Sharon McDonnell is seeing a new public health crisis unfold in West Africa: droves of patients without Ebola who are turned away from medical facilities.
The Maine-based epidemiologist, who is in Liberia with the International Rescue Committee, says things are much better now than they were two months ago when she first visited Liberia. The hospital where she is based, Redemption Hospital in New Kru Town, Liberia, has recently reopened after shutting down in October.
The Ebola outbreak is no longer on front pages, but the onslaught of cases hasn't stopped: McDonnell estimates there have been more 400 new cases in the last 21 days.

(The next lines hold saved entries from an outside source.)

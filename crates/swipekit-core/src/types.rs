use crate::{Result, constants::MASK_VISIBLE_DIGITS, error::Error};
use serde::{Deserialize, Serialize};
use std::fmt;

/// Reader model hint passed to the hardware at activation.
///
/// The hint is best-effort: the SDK detects the model itself when the hint
/// is absent or `Unknown`.
#[derive(Debug, Clone, Copy, PartialEq, Eq, Hash, Serialize, Deserialize)]
pub enum ReaderType {
    #[serde(rename = "unknown")]
    Unknown,
    #[serde(rename = "unimag")]
    UniMag,
    #[serde(rename = "unimag_pro")]
    UniMagPro,
    #[serde(rename = "unimag_ii")]
    UniMagII,
    #[serde(rename = "shuttle")]
    Shuttle,
}

impl ReaderType {
    /// Canonical lowercase name used in configuration files.
    #[must_use]
    pub fn as_str(self) -> &'static str {
        match self {
            ReaderType::Unknown => "unknown",
            ReaderType::UniMag => "unimag",
            ReaderType::UniMagPro => "unimag_pro",
            ReaderType::UniMagII => "unimag_ii",
            ReaderType::Shuttle => "shuttle",
        }
    }
}

impl fmt::Display for ReaderType {
    fn fmt(&self, f: &mut fmt::Formatter) -> fmt::Result {
        f.write_str(self.as_str())
    }
}

impl std::str::FromStr for ReaderType {
    type Err = Error;

    /// Parse a reader type name.
    ///
    /// Matching ignores case, and `-` or spaces are accepted in place of `_`.
    ///
    /// # Errors
    /// Returns `Error::InvalidReaderType` for unrecognized names.
    fn from_str(s: &str) -> Result<Self> {
        let normalized = s.trim().to_ascii_lowercase().replace(['-', ' '], "_");
        match normalized.as_str() {
            "unknown" => Ok(ReaderType::Unknown),
            "unimag" => Ok(ReaderType::UniMag),
            "unimag_pro" | "unimagpro" => Ok(ReaderType::UniMagPro),
            "unimag_ii" | "unimagii" | "unimag2" => Ok(ReaderType::UniMagII),
            "shuttle" => Ok(ReaderType::Shuttle),
            _ => Err(Error::InvalidReaderType {
                name: s.to_string(),
            }),
        }
    }
}

/// Structured cardholder data extracted from one swipe.
///
/// Every field is derived from the raw track payload; the record is handed
/// to listeners and never stored by the library.
#[derive(Clone, PartialEq, Eq, Serialize, Deserialize)]
pub struct CardRecord {
    /// Primary account number, digits only.
    pub card_number: String,

    /// Two-digit expiry month.
    pub expiry_month: String,

    /// Two-digit expiry year.
    pub expiry_year: String,

    /// Given name.
    pub first_name: String,

    /// Surname.
    pub last_name: String,

    /// Raw track text with all whitespace removed.
    pub normalized_raw_track: String,
}

impl CardRecord {
    /// Account number with everything but the last four digits replaced by `*`.
    ///
    /// # Examples
    ///
    /// ```
    /// use swipekit_core::CardRecord;
    ///
    /// let record = CardRecord {
    ///     card_number: "4111111111111111".to_string(),
    ///     expiry_month: "12".to_string(),
    ///     expiry_year: "25".to_string(),
    ///     first_name: "JOHN".to_string(),
    ///     last_name: "DOE".to_string(),
    ///     normalized_raw_track: String::new(),
    /// };
    /// assert_eq!(record.masked_card_number(), "************1111");
    /// ```
    #[must_use]
    pub fn masked_card_number(&self) -> String {
        let hidden = self
            .card_number
            .chars()
            .count()
            .saturating_sub(MASK_VISIBLE_DIGITS);
        self.card_number
            .chars()
            .enumerate()
            .map(|(i, c)| if i < hidden { '*' } else { c })
            .collect()
    }

    /// Expiry formatted as `MM/YY`.
    #[must_use]
    pub fn expiry(&self) -> String {
        format!("{}/{}", self.expiry_month, self.expiry_year)
    }
}

// Keeps the account number out of debug output and logs.
impl fmt::Debug for CardRecord {
    fn fmt(&self, f: &mut fmt::Formatter<'_>) -> fmt::Result {
        f.debug_struct("CardRecord")
            .field("card_number", &self.masked_card_number())
            .field("expiry_month", &self.expiry_month)
            .field("expiry_year", &self.expiry_year)
            .field("first_name", &self.first_name)
            .field("last_name", &self.last_name)
            .finish_non_exhaustive()
    }
}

Since being forced to close in October, Redemption Hospital has recently reopened, and is still figuring out how to manage the basics, like finding extension cords for oxygen tanks or cables for Internet access.

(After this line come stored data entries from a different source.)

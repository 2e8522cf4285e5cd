//! Reader session and event relay for audio-jack magnetic stripe readers.
//!
//! - [`ReaderSession`] serializes activation, deactivation and swipe
//!   requests against the single reader connection.
//! - [`EventRelay`] normalizes reader notifications into [`DomainEvent`]s,
//!   parsing swipe data on the way, and fans them out to listeners.
//! - [`SessionConfig`] holds the settings applied at activation.
//!
//! # Outcomes and Errors
//!
//! Expected situations such as "no reader attached" are reported as `Ok`
//! outcomes. [`SessionError`] is returned only to the caller of the failing
//! operation; swipe parse failures never surface as errors and are published
//! as [`DomainEvent::SwipeError`] instead.

pub mod config;
pub mod error;
pub mod events;
pub mod lifecycle;
pub mod relay;
pub mod session;
pub mod state_machine;

pub use config::SessionConfig;
pub use error::{Result, SessionError};
pub use events::{DomainEvent, EventEnvelope, EventNaming};
pub use lifecycle::{LifecycleEvent, LifecycleOutcome};
pub use relay::{EventListener, EventRelay, ListenerId};
pub use session::{ActivationOutcome, DeactivationOutcome, ReaderSession, SwipeOutcome};
pub use state_machine::{ReaderState, StateMachine, StateTransition};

McDonnell has recognized an overlooked consequence of the Ebola outbreak: Ignoring the welfare of people who are sick or injured from something other than Ebola. "For every Ebola case that's in the outbreak, there is a ten-times greater outbreak of [a] non-Ebola disease that was completely unable to be seen because the health facilities in the entire city were closed," McDonnell says.
There are thousands of patients whom Redemption Hospital has made second priority: women in labor, cancer patients, heart attack victims, sufferers of malaria and typhoid.

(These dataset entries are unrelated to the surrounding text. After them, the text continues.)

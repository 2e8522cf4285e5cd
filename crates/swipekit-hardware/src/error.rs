//! Error types for hardware operations.
//!
//! Status codes the reader SDK returns synchronously from a task request are
//! not errors; they are modelled by [`TaskStatus`](crate::types::TaskStatus).
//! The errors here cover the cases where talking to the device failed.

/// Result type alias for hardware operations.
pub type Result<T> = std::result::Result<T, HardwareError>;

/// Errors that can occur during hardware device operations.
#[derive(Debug, thiserror::Error)]
pub enum HardwareError {
    /// Device is not connected or has been released.
    #[error("Device disconnected: {device}")]
    Disconnected { device: String },

    /// Device communication error.
    #[error("Communication error: {message}")]
    CommunicationError { message: String },

    /// Invalid data received from or sent to the device.
    #[error("Invalid data: {message}")]
    InvalidData { message: String },

    /// Device initialization failed.
    #[error("Initialization failed: {message}")]
    InitializationFailed { message: String },
}

impl HardwareError {
    /// Create a new disconnected error.
    pub fn disconnected(device: impl Into<String>) -> Self {
        Self::Disconnected {
            device: device.into(),
        }
    }

    /// Create a new communication error.
    pub fn communication(message: impl Into<String>) -> Self {
        Self::CommunicationError {
            message: message.into(),
        }
    }

    /// Create a new invalid data error.
    pub fn invalid_data(message: impl Into<String>) -> Self {
        Self::InvalidData {
            message: message.into(),
        }
    }

    /// Create a new initialization failed error.
    pub fn initialization_failed(message: impl Into<String>) -> Self {
        Self::InitializationFailed {
            message: message.into(),
        }
    }
}

#[cfg(test)]
mod tests {
    use super::*;

    #[test]
    fn test_disconnected_error() {
        let error = HardwareError::disconnected("uniMag");
        assert!(matches!(error, HardwareError::Disconnected { .. }));
        assert_eq!(error.to_string(), "Device disconnected: uniMag");
    }

    #[test]
    fn test_communication_error() {
        let error = HardwareError::communication("Audio route lost");
        assert!(matches!(error, HardwareError::CommunicationError { .. }));
        assert_eq!(error.to_string(), "Communication error: Audio route lost");
    }

    #[test]
    fn test_invalid_data_error() {
        let error = HardwareError::invalid_data("No swipe requested");
        assert_eq!(error.to_string(), "Invalid data: No swipe requested");
    }

    #[test]
    fn test_initialization_failed_error() {
        let error = HardwareError::initialization_failed("SDK unavailable");
        assert!(matches!(error, HardwareError::InitializationFailed { .. }));
        assert_eq!(error.to_string(), "Initialization failed: SDK unavailable");
    }
}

Many who are desperate for treatment have learned how to game the system. A young pregnant girl recently lied about whether she had contact with Ebola victims. As a result, seven healthcare workers had to go into quarantine for three weeks. "We can't take many more of those without decimating our staff," McDonnell says.
The big trick is isolating Ebola cases from all of the other patients. "Almost every child that comes to a health center in Africa has symptoms that sound exactly like Ebola," McDonnell says. "Trying to distinguish those and still give care to people who need it — and separate those who have Ebola from not Ebola — is a huge undertaking."
Screening Ebola from non-Ebola patients requires patience. Health workers screen patients at the entrance to the health facility, cleaning them off with a chlorine solution, taking their temperature and asking a series of questions. The screening process makes the hospital feel like a prison, McDonnell says, or a fortress against infection. And that fortress screens out many needy patients, cutting off access to a hospital that normally sees 187,000 patients a year.
McDonnell grapples with balance between protecting her staff and neglecting patients in need of treatment. "We want to keep things safe. But safe is not pregnant women dying outside our gates, either."